In 2022, the United States definitely likes to come back to their most edifying news stories.
After
The Girl From Plainville
or
Dr Death
on Starzplay, it's Apple TV+ that refreshes viewers' memories with
Black Bird.
Mystic River
screenwriter
Dennis Lehane tells the true story of an inmate, tasked by the FBI with gaining the trust of a prisoner suspected of being involved in the disappearance in the Midwestern states of about 40 women during the 80s and 90s. To regain his freedom, Jimmy will have to extract a confession from him.
A dangerous friendship and a Socratic dialogue develop between the two men in captivity.
Launched in July on the platform, the six-episode miniseries, which ends this Friday, is based on the autobiographical story of Jimmy Keen.

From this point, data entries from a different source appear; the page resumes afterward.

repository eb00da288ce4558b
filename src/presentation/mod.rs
//! Presentation layer with UI components and event handling.

/// Event handling.
pub mod events;
/// UI screens.
pub mod ui;
/// Reusable widgets.
pub mod widgets;

pub use ui::App;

Taron Egerton lends his features to this son of a police officer fallen into drug trafficking and to whom a risky redemption is offered.
The Rocketman
and
Kingsman
star
has a hard time breaking through the walls of his adversary, a fan of Civil War and Revolutionary War re-enactments portrayed with deceptively sweet Paul Walter Hauser.
For
Le Figaro
, Taron Egerton recounts this fascinating face-to-face which inspired him with reminiscences of the HBO series
The Night Of
and the film
The Silence of the Lambs
with Jodie Foster and Anthony Hopkins
LE FIGARO. - What seduced you in this intense face-to-face?
Taron EGERTON.
-
The story of Jimmy Keene is so extraordinary that it was developed into a film.
The project was known to everyone, including me when I was just starting out.
What was my surprise at the end of the pandemic to receive the scenario of this project which had become a miniseries!
It was the first script that had my heart pounding since the lockdown and I was let be one of the producers.
There was the challenge of giving flesh to a being so many unsaid.
Black Bird
's Jimmy Keen
hides his thoughts, his hopes, his mission.
He must do so in the dangerous environment of a high security prison.
A place populated by unstable fellow prisoners.
However, you have to be sufficiently transparent for the viewer to capture this inner war.
The other challenge was to get back into decent physical shape after two years of confinement and coronavirus (laughs).
Jimmy had the build of an athlete… I looked like a sack of potatoes!
How would you qualify the complicity between Jimmy and Larry?
I had never played a character like Jimmy brimming with such dark energy and masculinity.
The start of the series makes no secret of the flaws and unremarkable aspects of his personality.
I found it difficult at the beginning of my preparation work to feel compassion.
It is by colliding with an individual even more in the heart of darkness that he will react and want to question himself.
Getting inside Larry's mind means becoming as rough and flirtatious as he is.
And also to reveal to him his cracks, in particular those of an unhappy childhood.
Jimmy recognizes elements of his own nature in Larry that he dreads.
Their bond is ambivalent.
Jimmy must make him believe that he subscribes to his ideology.
At the same time, they have to face together the
hostile environment of the penitential center and this creates an emotional bond and an equally dangerous dependency.
It was a very heavy atmosphere.
I am grateful to Paul Walter Hauser for blowing a wind of lightness off camera.
He's a very funny person and it was fascinating to watch him go completely against his nature on screen.
Black Bird
offers Ray Liotta,
who died in May
, his last role in front of the camera.
He plays Jimmy's sick father.
For this tension, this closed confessional to work, it was necessary to understand where Jimmy came from, who this brilliant and respected policeman father was.
It was necessary to feel the external stakes.
Working with him was a remarkable experience.
He had his feet on the ground.
It exuded a mind-blowing raw realism.
As soon as the camera was on him, he dictated the atmosphere.
I was very lucky that he offered me his time, advice, experience and friendship.